Beasley, who has a background in special education and a master's degree in behavior analysis, has been incorporating mindfulness in her own life as well. Her students see her taking her own deep breaths when she needs to. Sometimes they'll even point out to her the stress they see in her. "Mrs. Beasley, I think we should take some mindful breaths," she says her students tell her.

"I do have kids that think it's weird," she says, but what she's noticed about this class is "they work out conflict better than any other class."

She attributes that to their ability to recognize their emotions and manage them.

Student Madison Hernandez says the class has a lot better friendships than other classes because of Stop, Breathe & Think.

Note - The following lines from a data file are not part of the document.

//! Library statistics overview.
//!
//! A quick summary of what's indexed: paper and chunk counts, embedding
//! coverage, and a per-subject breakdown. Used by `rd stats` to confirm
//! indexing and embeddings are working as expected.

use anyhow::Result;
use sqlx::Row;

use crate::config::Config;
use crate::db;
use crate::migrate;

struct SubjectStats {
    subject: String,
    paper_count: i64,
    chunk_count: i64,
    embedded_count: i64,
    last_indexed_ts: Option<i64>,
}

/// Run the stats command: query the database and print a summary.
pub async fn run_stats(config: &Config) -> Result<()> {
    let pool = db::connect(config).await?;
    // The schema may not exist yet on a fresh database.
    migrate::run_migrations_on(&pool).await?;

    let total_papers: i64 = sqlx::query_scalar("SELECT COUNT(*) FROM papers")
        .fetch_one(&pool)
        .await?;
    let unique_titles: i64 = sqlx::query_scalar("SELECT COUNT(DISTINCT title) FROM papers")
        .fetch_one(&pool)
        .await?;
    let total_chunks: i64 = sqlx::query_scalar("SELECT COUNT(*) FROM chunks")
        .fetch_one(&pool)
        .await?;
    let total_embedded: i64 = sqlx::query_scalar("SELECT COUNT(*) FROM chunk_vectors")
        .fetch_one(&pool)
        .await?;

    let db_size = std::fs::metadata(&config.db.path)
        .map(|m| m.len())
        .unwrap_or(0);

    println!("refdesk — Library Stats");
    println!("=======================");
    println!();
    println!("  Database:   {}", config.db.path.display());
    println!("  Size:       {}", format_bytes(db_size));
    println!("  Library:    {}", config.library.root.display());
    println!();
    println!("  Papers:     {} ({} unique titles)", total_papers, unique_titles);
    println!("  Chunks:     {}", total_chunks);
    println!(
        "  Embedded:   {} / {} ({}%)",
        total_embedded,
        total_chunks,
        if total_chunks > 0 {
            (total_embedded * 100) / total_chunks
        } else {
            0
        }
    );

    let subject_rows = sqlx::query(
        r#"
        SELECT
            p.subject,
            COUNT(DISTINCT p.id) AS paper_count,
            COUNT(DISTINCT c.id) AS chunk_count,
            COUNT(DISTINCT cv.chunk_id) AS embedded_count,
            MAX(p.indexed_at) AS last_indexed
        FROM papers p
        LEFT JOIN chunks c ON c.paper_id = p.id
        LEFT JOIN chunk_vectors cv ON cv.chunk_id = c.id
        GROUP BY p.subject
        ORDER BY paper_count DESC
        "#,
    )
    .fetch_all(&pool)
    .await?;

    let subject_stats: Vec<SubjectStats> = subject_rows
        .iter()
        .map(|row| SubjectStats {
            subject: row.get("subject"),
            paper_count: row.get("paper_count"),
            chunk_count: row.get("chunk_count"),
            embedded_count: row.get("embedded_count"),
            last_indexed_ts: row.get("last_indexed"),
        })
        .collect();

    if !subject_stats.is_empty() {
        println!();
        println!("  By subject:");
        println!(
            "  {:<28} {:>6} {:>8} {:>10}   {}",
            "SUBJECT", "PAPERS", "CHUNKS", "EMBEDDED", "LAST INDEXED"
        );
        println!("  {}", "-".repeat(76));

        for s in &subject_stats {
            let indexed_display = match s.last_indexed_ts {
                Some(ts) => format_ts_relative(ts),
                None => "never".to_string(),
            };
            println!(
                "  {:<28} {:>6} {:>8} {:>10}   {}",
                s.subject, s.paper_count, s.chunk_count, s.embedded_count, indexed_display
            );
        }
    }

    println!();

    pool.close().await;
    Ok(())
}

/// Format a byte count as a human-readable string.
fn format_bytes(bytes: u64) -> String {
    if bytes < 1024 {
        format!("{} B", bytes)
    } else if bytes < 1024 * 1024 {
        format!("{:.1} KB", bytes as f64 / 1024.0)
    } else if bytes < 1024 * 1024 * 1024 {
        format!("{:.1} MB", bytes as f64 / (1024.0 * 1024.0))
    } else {
        format!("{:.2} GB", bytes as f64 / (1024.0 * 1024.0 * 1024.0))
    }
}

/// Format a Unix timestamp as a relative time string (e.g. "3 hours ago").
fn format_ts_relative(ts: i64) -> String {
    let now = chrono::Utc::now().timestamp();
    let delta = now - ts;

    if delta < 0 {
        return format_ts_iso(ts);
    }

    if delta < 60 {
        "just now".to_string()
    } else if delta < 3600 {
        let mins = delta / 60;
        format!("{} min{} ago", mins, if mins == 1 { "" } else { "s" })
    } else if delta < 86400 {
        let hours = delta / 3600;
        format!("{} hour{} ago", hours, if hours == 1 { "" } else { "s" })
    } else if delta < 86400 * 30 {
        let days = delta / 86400;
        format!("{} day{} ago", days, if days == 1 { "" } else { "s" })
    } else {
        format_ts_iso(ts)
    }
}

fn format_ts_iso(ts: i64) -> String {
    chrono::DateTime::from_timestamp(ts, 0)
        .map(|dt| dt.format("%Y-%m-%d %H:%M").to_string())
        .unwrap_or_else(|| ts.to_string())
}
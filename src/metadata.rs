//! Corpus layout conventions.
//!
//! Papers live at `<root>/<subject>/<topic>/<title> - <year>.pdf`. Every
//! function here is pure: the same path always yields the same metadata and
//! the same metadata always yields the same download path.

use std::path::{Path, PathBuf};

use crate::models::PaperMeta;

/// Subject assigned when a paper sits directly under the corpus root.
pub const DEFAULT_SUBJECT: &str = "Artificial Intelligence";

/// Character cap for generated file names (before the year suffix).
pub const MAX_FILENAME_CHARS: usize = 100;

/// Character cap for generated directory names.
pub const MAX_DIR_CHARS: usize = 50;

const FORBIDDEN: &[char] = &['\\', '/', ':', '*', '?', '"', '<', '>', '|'];

/// Derive paper metadata from a file path.
///
/// The first directory under the root is the subject, the second the topic.
/// The filename stem splits on `" - "`: first segment title, second segment
/// year when it holds a 4-digit run, otherwise both segments rejoin as the
/// title. Files outside the root fall back to their bare filename.
pub fn parse_paper_meta(root: &Path, path: &Path) -> PaperMeta {
    let rel: PathBuf = match path.strip_prefix(root) {
        Ok(r) => r.to_path_buf(),
        Err(_) => PathBuf::from(
            path.file_name()
                .map(|n| n.to_string_lossy().to_string())
                .unwrap_or_default(),
        ),
    };

    let parts: Vec<String> = rel
        .components()
        .map(|c| c.as_os_str().to_string_lossy().to_string())
        .collect();

    let mut subject = DEFAULT_SUBJECT.to_string();
    let mut topic = None;
    if parts.len() >= 2 {
        subject = parts[0].clone();
    }
    if parts.len() >= 3 {
        topic = Some(parts[1].clone());
    }

    let stem = rel
        .file_stem()
        .map(|s| s.to_string_lossy().to_string())
        .unwrap_or_default();
    let (title, year) = split_title_year(&stem);

    PaperMeta {
        relpath: rel.to_string_lossy().to_string(),
        subject,
        topic,
        title,
        year,
    }
}

fn split_title_year(stem: &str) -> (String, Option<i64>) {
    let parts: Vec<&str> = stem.split(" - ").map(|p| p.trim()).collect();
    let mut title = parts[0].to_string();
    let mut year = None;
    if parts.len() >= 2 {
        match find_year(parts[1]) {
            Some(y) => year = Some(y),
            // No year in the second segment: it is part of the title.
            None => title = format!("{} - {}", parts[0], parts[1]),
        }
    }
    (title, year)
}

/// First run of four consecutive ASCII digits in `s`, if any.
pub fn find_year(s: &str) -> Option<i64> {
    let bytes = s.as_bytes();
    let mut i = 0;
    while i < bytes.len() {
        if bytes[i].is_ascii_digit() {
            let start = i;
            while i < bytes.len() && bytes[i].is_ascii_digit() {
                i += 1;
            }
            if i - start >= 4 {
                return s[start..start + 4].parse().ok();
            }
        } else {
            i += 1;
        }
    }
    None
}

/// Strip filesystem-hostile characters, collapse whitespace runs, and cap
/// the length in characters.
pub fn sanitize_component(name: &str, max_chars: usize) -> String {
    let cleaned: String = name.chars().filter(|c| !FORBIDDEN.contains(c)).collect();
    let collapsed = cleaned.split_whitespace().collect::<Vec<_>>().join(" ");
    truncate_chars(&collapsed, max_chars)
}

/// Shorten a long title, preferring the segment before a colon when that
/// segment is a usable length on its own.
pub fn shorten_title(title: &str, max_chars: usize) -> String {
    if title.chars().count() <= max_chars {
        return title.to_string();
    }
    if let Some((head, _)) = title.split_once(':') {
        let short = head.trim();
        let n = short.chars().count();
        if n > 10 && n <= max_chars {
            return short.to_string();
        }
    }
    truncate_chars(title, max_chars).trim().to_string()
}

/// Destination path, relative to the corpus root, for a downloaded paper.
pub fn download_relpath(
    subject: Option<&str>,
    topic: Option<&str>,
    title: &str,
    year: Option<i64>,
) -> PathBuf {
    let subject_dir = match subject {
        Some(s) if !s.is_empty() => sanitize_component(s, MAX_DIR_CHARS),
        _ => "General".to_string(),
    };
    let topic_dir = match topic {
        Some(t) if !t.is_empty() => sanitize_component(t, MAX_DIR_CHARS),
        _ => "Uncategorized".to_string(),
    };
    let base = sanitize_component(&shorten_title(title, MAX_FILENAME_CHARS), MAX_FILENAME_CHARS);
    let file = match year {
        Some(y) => format!("{} - {}.pdf", base, y),
        None => format!("{}.pdf", base),
    };
    PathBuf::from(subject_dir).join(topic_dir).join(file)
}

fn truncate_chars(s: &str, max: usize) -> String {
    s.chars().take(max).collect()
}
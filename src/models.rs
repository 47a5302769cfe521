/// Paper-level metadata derived from the corpus path and filename.
#[derive(Debug, Clone, PartialEq)]
pub struct PaperMeta {
    /// Path relative to the corpus root. Stable identity for dedup.
    pub relpath: String,
    pub subject: String,
    pub topic: Option<String>,
    pub title: String,
    pub year: Option<i64>,
}

/// One chunk row: a window of page text plus the paper metadata it is
/// filtered on. Metadata is denormalized so a single row answers a query.
#[derive(Debug, Clone)]
pub struct PaperChunk {
    pub id: String,
    pub paper_id: String,
    pub chunk_index: i64,
    /// 0-based page the window came from. Citations render it 1-based.
    pub page: i64,
    pub text: String,
    pub hash: String,
    pub subject: String,
    pub topic: Option<String>,
    pub title: String,
    pub year: Option<i64>,
    pub relpath: String,
}

/// A retrieved chunk with its cosine similarity to the query.
#[derive(Debug, Clone)]
pub struct ScoredChunk {
    pub chunk: PaperChunk,
    pub score: f64,
}
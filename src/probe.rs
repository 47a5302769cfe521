//! Probe: retrieve, answer over the retrieved context, and score the result.
//!
//! `run_probe` never returns an error. Anything that goes wrong inside
//! retrieval or synthesis is folded into a "Not Found" report so tool
//! callers always get a well-formed payload.

use anyhow::Result;
use serde::Serialize;

use crate::index::LibraryIndex;
use crate::llm::{self, ChatModel};
use crate::models::ScoredChunk;
use crate::retrieval::{self, QueryFilter};

const NO_MATCH_TEXT: &str = "No documents found matching the specified filters.";

const ANSWER_PROMPT: &str = "Use the following pieces of context to answer the question at the end. \nIf you don't know the answer, just say that you don't know, don't try to make up an answer.\n\nContext:\n{context}\n\nQuestion: {question}\n\nAnswer:";

/// One retrieved chunk, reduced to what a citation needs. `page` is 1-based.
#[derive(Debug, Clone, Serialize)]
pub struct SourceRef {
    pub paper_title: Option<String>,
    pub year: Option<i64>,
    pub topic: Option<String>,
    pub subject: Option<String>,
    pub page: i64,
}

#[derive(Debug, Clone, Serialize)]
pub struct ProbeReport {
    pub topic: String,
    pub category: String,
    pub response: String,
    pub sources: Vec<SourceRef>,
    pub confidence: f64,
    pub query: String,
    /// Echo of the caller-supplied filters only; planner-inferred filters
    /// are not reported here.
    pub filters_applied: serde_json::Value,
}

/// Answer a question against the corpus.
pub async fn run_probe(
    index: &LibraryIndex,
    chat: &dyn ChatModel,
    query: &str,
    filter: &QueryFilter,
    k: usize,
) -> ProbeReport {
    match probe_inner(index, chat, query, filter, k).await {
        Ok(report) => report,
        Err(e) => ProbeReport {
            topic: short_topic(query),
            category: "Not Found".to_string(),
            response: format!("## Error\n\n{}", e),
            sources: Vec::new(),
            confidence: 0.0,
            query: query.to_string(),
            filters_applied: filter.to_json(),
        },
    }
}

async fn probe_inner(
    index: &LibraryIndex,
    chat: &dyn ChatModel,
    query: &str,
    filter: &QueryFilter,
    k: usize,
) -> Result<ProbeReport> {
    let chunks = retrieval::retrieve(index, chat, query, filter, k).await?;
    if chunks.is_empty() {
        return Ok(no_match_report(query, filter));
    }

    let context = chunks
        .iter()
        .map(|s| s.chunk.text.as_str())
        .collect::<Vec<_>>()
        .join("\n\n---\n\n");
    let prompt = ANSWER_PROMPT
        .replace("{context}", &context)
        .replace("{question}", query);
    let answer = llm::complete_text(chat, &prompt).await?;
    let answer = answer.trim().to_string();

    let sources: Vec<SourceRef> = chunks.iter().map(source_ref).collect();
    let confidence = confidence_score(&answer, sources.len());
    let category = resolve_category(&answer, &sources, filter);
    let response = render_markdown(&answer, &sources);

    Ok(ProbeReport {
        topic: short_topic(query),
        category,
        response,
        sources,
        confidence,
        query: query.to_string(),
        filters_applied: filter.to_json(),
    })
}

fn no_match_report(query: &str, filter: &QueryFilter) -> ProbeReport {
    ProbeReport {
        topic: short_topic(query),
        category: "Not Found".to_string(),
        response: NO_MATCH_TEXT.to_string(),
        sources: Vec::new(),
        confidence: 0.0,
        query: query.to_string(),
        filters_applied: filter.to_json(),
    }
}

fn source_ref(scored: &ScoredChunk) -> SourceRef {
    let c = &scored.chunk;
    SourceRef {
        paper_title: if c.title.trim().is_empty() {
            None
        } else {
            Some(c.title.clone())
        },
        year: c.year,
        topic: c.topic.clone(),
        subject: Some(c.subject.clone()),
        page: c.page + 1,
    }
}

// ============ Scoring and categorization ============

/// 0.1 per source, plus 0.3 when the answer is substantive, capped at 1.0.
pub fn confidence_score(answer: &str, source_count: usize) -> f64 {
    let mut score = 0.1 * source_count as f64;
    if !answer.trim().is_empty() && !admits_unknown(answer) {
        score += 0.3;
    }
    score.min(1.0)
}

fn admits_unknown(answer: &str) -> bool {
    answer.to_lowercase().contains("don't know")
}

/// Category comes from the caller's topic filter when given, else from the
/// first source's topic. Zero sources always categorize as "Not Found", as
/// does an I-don't-know answer when no topic filter pinned the category.
fn resolve_category(answer: &str, sources: &[SourceRef], filter: &QueryFilter) -> String {
    let mut category = String::from("General");
    if let Some(topic) = &filter.topic {
        category = topic.clone();
    } else if let Some(first) = sources.first() {
        if let Some(t) = &first.topic {
            category = t.clone();
        }
    }
    if sources.is_empty() || (admits_unknown(answer) && filter.topic.is_none()) {
        category = "Not Found".to_string();
    }
    category
}

/// Render the markdown report. Citation numbers follow retrieval order;
/// titleless sources keep their number but emit no line.
fn render_markdown(answer: &str, sources: &[SourceRef]) -> String {
    let mut out = String::from("## Answer\n\n");
    if answer.is_empty() {
        out.push_str("*No answer available.*\n");
    } else {
        out.push_str(answer);
        out.push('\n');
    }

    if !sources.is_empty() {
        out.push_str("\n## Sources\n\n");
        for (i, source) in sources.iter().enumerate() {
            let Some(title) = &source.paper_title else {
                continue;
            };
            out.push_str(&format!("{}. *{}*", i + 1, title));
            if let Some(year) = source.year {
                out.push_str(&format!(" ({})", year));
            }
            out.push_str(&format!(" p.{}", source.page));
            if let Some(topic) = &source.topic {
                out.push_str(&format!(" [{}]", topic));
            }
            out.push('\n');
        }
    }
    out
}

/// Report label: the question up to its first '?', capped at 50 chars.
fn short_topic(query: &str) -> String {
    let head = match query.split('?').next() {
        Some(h) => h,
        None => query,
    };
    head.trim().chars().take(50).collect()
}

Isabella agrees and says that's because it helps them understand their emotions. "It calms us down whenever we are mad," says Ariana Pina.

"We really want these practices and this habit of emotional wellness to be something that's accessible and adopted by kids widely," Campistron says. "The impact it has on them, it creates kinder communities in general."

Beasley also uses it to help with academics. Stress and how students manage it, she says, often impacts how well kids do on tests like the STAAR.

"You need to believe in yourself," Beasley says. "What do you do when you're stressed?"

With the middle-of-the-year testing, "Stop, Breathe & Think calmed us down a lot," Kendies says.

Madison envisions that during STAAR testing, she'll start doing some of the breathing exercises she's learned with the app. "STAAR testing is hard and frustrating," she says.

"Whenever you are really stressed, you watch one and it helps you destress," student Josiah Garza says about the app's exercises.

Stop, Breathe & Think is just one of the things Beasley is doing in the classroom. She won a grant to create a S.P.A.C.E. classroom, which stands for Sensory Processing Advanced Classroom Environment. When students come into the room, they can sit anywhere they like: raised desks with raised chairs, chairs with bicycle pedal stands, exercise balls, chairs that are cushiony, regular chairs. It's first come, first served, and if there's ever a doubt of who gets which desk, they use rock, paper, scissors to work it out.

Beasley says often they don't fight about it. One of them will say to the other one, "I think you need it more right now," Beasley says.

The students also have access to noise-canceling headphones, special touchstone rocks made for each of them with the shape of Mrs. Beasley's finger pushed into the clay to give kids strength, and necklaces they can chew on to work out stress.

Mrs. Beasley's students want more kids to have what they have.

"Maybe we can pass it on to other teachers and the whole school," Isabella says.